Using the data below, return all lines in which "content" appears.

(Stored data entries)
______

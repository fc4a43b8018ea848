//! Machine page generation.
//!
//! Every typewriter with a brand, model and serial number gets a Markdown page
//! under `content/typewriters/`. Pages are placeholders meant to be edited by
//! hand afterwards, so an existing page is never touched.

use crate::error::{CollectionError, Result};
use crate::record::Record;
use crate::slug::slugify;
use crate::{BRAND_COLUMN, MODEL_COLUMN, SERIAL_COLUMN};
use chrono::NaiveDate;
use std::fmt::Write as _;
use std::fs::{self, OpenOptions};
use std::io::{ErrorKind, Write as _};
use std::path::{Path, PathBuf};

/// Optional columns copied into page metadata, as `(column, key)`.
const METADATA_FIELDS: &[(&str, &str)] = &[
    ("Year", "year"),
    ("Size", "size"),
    ("Electric/Manual", "type"),
    ("Pitch", "pitch"),
    ("Typeface", "typeface"),
    ("Layout", "layout"),
    ("Color", "color"),
    ("Location", "location"),
    ("Notes", "notes"),
    ("Work Needed", "work_needed"),
];

/// Identity of a machine page derived from a record.
#[derive(Debug, Clone, PartialEq, Eq)]
pub struct MachineIdentity {
    pub make: String,
    pub model: String,
    pub serial: String,
    /// `{make}-{model}-{serial}` slug shared by file name and URL
    pub slug: String,
}

impl MachineIdentity {
    /// Derive the identity of a record.
    ///
    /// Returns `None` when brand, model or serial is missing, or when any of
    /// them slugs to nothing.
    pub fn from_record(record: &Record) -> Option<Self> {
        let make = record.text(BRAND_COLUMN)?;
        let model = record.text(MODEL_COLUMN)?;
        let serial = record.text(SERIAL_COLUMN)?;

        let parts = [slugify(&make), slugify(&model), slugify(&serial)];
        if parts.iter().any(String::is_empty) {
            return None;
        }

        Some(Self {
            make,
            model,
            serial,
            slug: parts.join("-"),
        })
    }

    /// File name of the page.
    pub fn file_name(&self) -> String {
        format!("{}.md", self.slug)
    }

    /// Page title.
    pub fn title(&self) -> String {
        format!("{} {} - Serial {}", self.make, self.model, self.serial)
    }
}

/// Summary of a generation run.
#[derive(Debug, Clone, Default, PartialEq, Eq)]
pub struct PagesReport {
    /// Pages written during this run
    pub generated: Vec<PathBuf>,
    /// Records missing brand, model or serial
    pub incomplete: usize,
    /// Records whose page already exists
    pub existing: usize,
}

impl PagesReport {
    /// Total records that did not produce a page.
    pub fn skipped(&self) -> usize {
        self.incomplete + self.existing
    }
}

/// Writes placeholder machine pages.
#[derive(Debug, Clone)]
pub struct PageGenerator {
    out_dir: PathBuf,
    date: NaiveDate,
}

enum PageResult {
    Written(PathBuf),
    Exists,
    Incomplete,
}

impl PageGenerator {
    /// Create a generator writing into `out_dir`, stamping pages with `date`.
    pub fn new(out_dir: impl Into<PathBuf>, date: NaiveDate) -> Self {
        Self {
            out_dir: out_dir.into(),
            date,
        }
    }

    /// Output directory for pages.
    pub fn out_dir(&self) -> &Path {
        &self.out_dir
    }

    /// Generate pages for all records.
    ///
    /// The output directory is created if needed. Running twice over the same
    /// records writes nothing the second time.
    pub fn generate(&self, records: &[Record]) -> Result<PagesReport> {
        fs::create_dir_all(&self.out_dir).map_err(|e| CollectionError::io(&self.out_dir, e))?;

        let mut report = PagesReport::default();
        for record in records {
            match self.generate_one(record)? {
                PageResult::Written(path) => {
                    tracing::debug!(path = %path.display(), "generated machine page");
                    report.generated.push(path);
                }
                PageResult::Exists => report.existing += 1,
                PageResult::Incomplete => report.incomplete += 1,
            }
        }

        tracing::info!(
            generated = report.generated.len(),
            skipped = report.skipped(),
            "machine pages generated"
        );
        Ok(report)
    }

    /// Generate the page for a single record, if it has none yet.
    ///
    /// Returns the path of the new page, or `None` if the record is incomplete
    /// or the page already exists.
    pub fn generate_page(&self, record: &Record) -> Result<Option<PathBuf>> {
        Ok(match self.generate_one(record)? {
            PageResult::Written(path) => Some(path),
            _ => None,
        })
    }

    fn generate_one(&self, record: &Record) -> Result<PageResult> {
        let Some(identity) = MachineIdentity::from_record(record) else {
            return Ok(PageResult::Incomplete);
        };

        let path = self.out_dir.join(identity.file_name());
        // create_new makes the existence check and the write a single step
        let mut file = match OpenOptions::new().write(true).create_new(true).open(&path) {
            Ok(file) => file,
            Err(e) if e.kind() == ErrorKind::AlreadyExists => return Ok(PageResult::Exists),
            Err(e) => return Err(CollectionError::io(&path, e)),
        };

        let content = render_page(&identity, record, self.date);
        file.write_all(content.as_bytes())
            .map_err(|e| CollectionError::io(&path, e))?;

        Ok(PageResult::Written(path))
    }
}

/// Render the page: front matter followed by a placeholder body.
pub fn render_page(identity: &MachineIdentity, record: &Record, date: NaiveDate) -> String {
    let title = identity.title();
    let slug = &identity.slug;

    let mut page = String::new();
    let _ = writeln!(page, "Title: {title}");
    let _ = writeln!(page, "Date: {}", date.format("%Y-%m-%d"));
    let _ = writeln!(page, "Category: machine");
    let _ = writeln!(page, "template: typewriter_machine");
    let _ = writeln!(page, "Save_as: typewriters/{slug}/index.html");
    let _ = writeln!(page, "URL: typewriters/{slug}/");
    page.push('\n');

    let _ = writeln!(page, "make: {}", identity.make);
    let _ = writeln!(page, "model: {}", identity.model);
    let _ = writeln!(page, "serial: {}", identity.serial);
    for (column, key) in METADATA_FIELDS {
        if let Some(value) = record.text(column) {
            let _ = writeln!(page, "{key}: {value}");
        }
    }

    let _ = write!(
        page,
        "\n# {title}\n\n## Overview\n\nThis page documents the {} {} typewriter with serial number {}.\n\n## Description\n\nAdd description, photos, and details about this typewriter here.\n",
        identity.make, identity.model, identity.serial
    );

    page
}

#[cfg(test)]
mod tests {
    use super::*;
    use serde_json::json;
    use tempfile::TempDir;

    fn date() -> NaiveDate {
        NaiveDate::from_ymd_opt(2025, 2, 10).unwrap()
    }

    fn royal() -> Record {
        Record::from_iter([
            (BRAND_COLUMN, json!("Royal")),
            (MODEL_COLUMN, json!("Quiet De Luxe")),
            (SERIAL_COLUMN, json!("A-1234")),
            ("Year", json!(1948)),
            ("Color", json!("Black")),
        ])
    }

    #[test]
    fn test_identity_requires_all_three_fields() {
        assert!(MachineIdentity::from_record(&royal()).is_some());

        let no_serial = Record::from_iter([
            (BRAND_COLUMN, json!("Royal")),
            (MODEL_COLUMN, json!("Quiet De Luxe")),
        ]);
        assert!(MachineIdentity::from_record(&no_serial).is_none());
    }

    #[test]
    fn test_identity_rejects_empty_slug() {
        let record = Record::from_iter([
            (BRAND_COLUMN, json!("Royal")),
            (MODEL_COLUMN, json!("P")),
            (SERIAL_COLUMN, json!("???")),
        ]);
        assert!(MachineIdentity::from_record(&record).is_none());
    }

    #[test]
    fn test_identity_numeric_serial() {
        let record = Record::from_iter([
            (BRAND_COLUMN, json!("Olympia")),
            (MODEL_COLUMN, json!("SM3")),
            (SERIAL_COLUMN, json!(551234)),
        ]);
        let identity = MachineIdentity::from_record(&record).unwrap();
        assert_eq!(identity.file_name(), "olympia-sm3-551234.md");
        assert_eq!(identity.title(), "Olympia SM3 - Serial 551234");
    }

    #[test]
    fn test_render_page_front_matter() {
        let record = royal();
        let identity = MachineIdentity::from_record(&record).unwrap();
        let page = render_page(&identity, &record, date());

        assert!(page.starts_with("Title: Royal Quiet De Luxe - Serial A-1234\n"));
        assert!(page.contains("Date: 2025-02-10\n"));
        assert!(page.contains("Save_as: typewriters/royal-quiet-de-luxe-a-1234/index.html\n"));
        assert!(page.contains("URL: typewriters/royal-quiet-de-luxe-a-1234/\n"));
        assert!(page.contains("year: 1948\n"));
        assert!(page.contains("color: Black\n"));
        assert!(!page.contains("pitch:"));
        assert!(page.contains("# Royal Quiet De Luxe - Serial A-1234"));
    }

    #[test]
    fn test_generate_never_overwrites() {
        let dir = TempDir::new().unwrap();
        let generator = PageGenerator::new(dir.path().join("typewriters"), date());

        let first = generator.generate(&[royal()]).unwrap();
        assert_eq!(first.generated.len(), 1);

        let path = &first.generated[0];
        fs::write(path, "edited by hand").unwrap();

        let second = generator.generate(&[royal()]).unwrap();
        assert!(second.generated.is_empty());
        assert_eq!(second.existing, 1);
        assert_eq!(fs::read_to_string(path).unwrap(), "edited by hand");
    }

    #[test]
    fn test_generate_skips_incomplete_records() {
        let dir = TempDir::new().unwrap();
        let generator = PageGenerator::new(dir.path(), date());
        let partial = Record::from_iter([(BRAND_COLUMN, json!("Hermes"))]);

        let report = generator.generate(&[partial, royal()]).unwrap();
        assert_eq!(report.generated.len(), 1);
        assert_eq!(report.incomplete, 1);
        assert_eq!(report.skipped(), 1);
    }
}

______

• [Exercise solution]:
//! under `content/typewriters/`. Pages are placeholders meant to be edited by
        let content = render_page(&identity, record, self.date);
        file.write_all(content.as_bytes())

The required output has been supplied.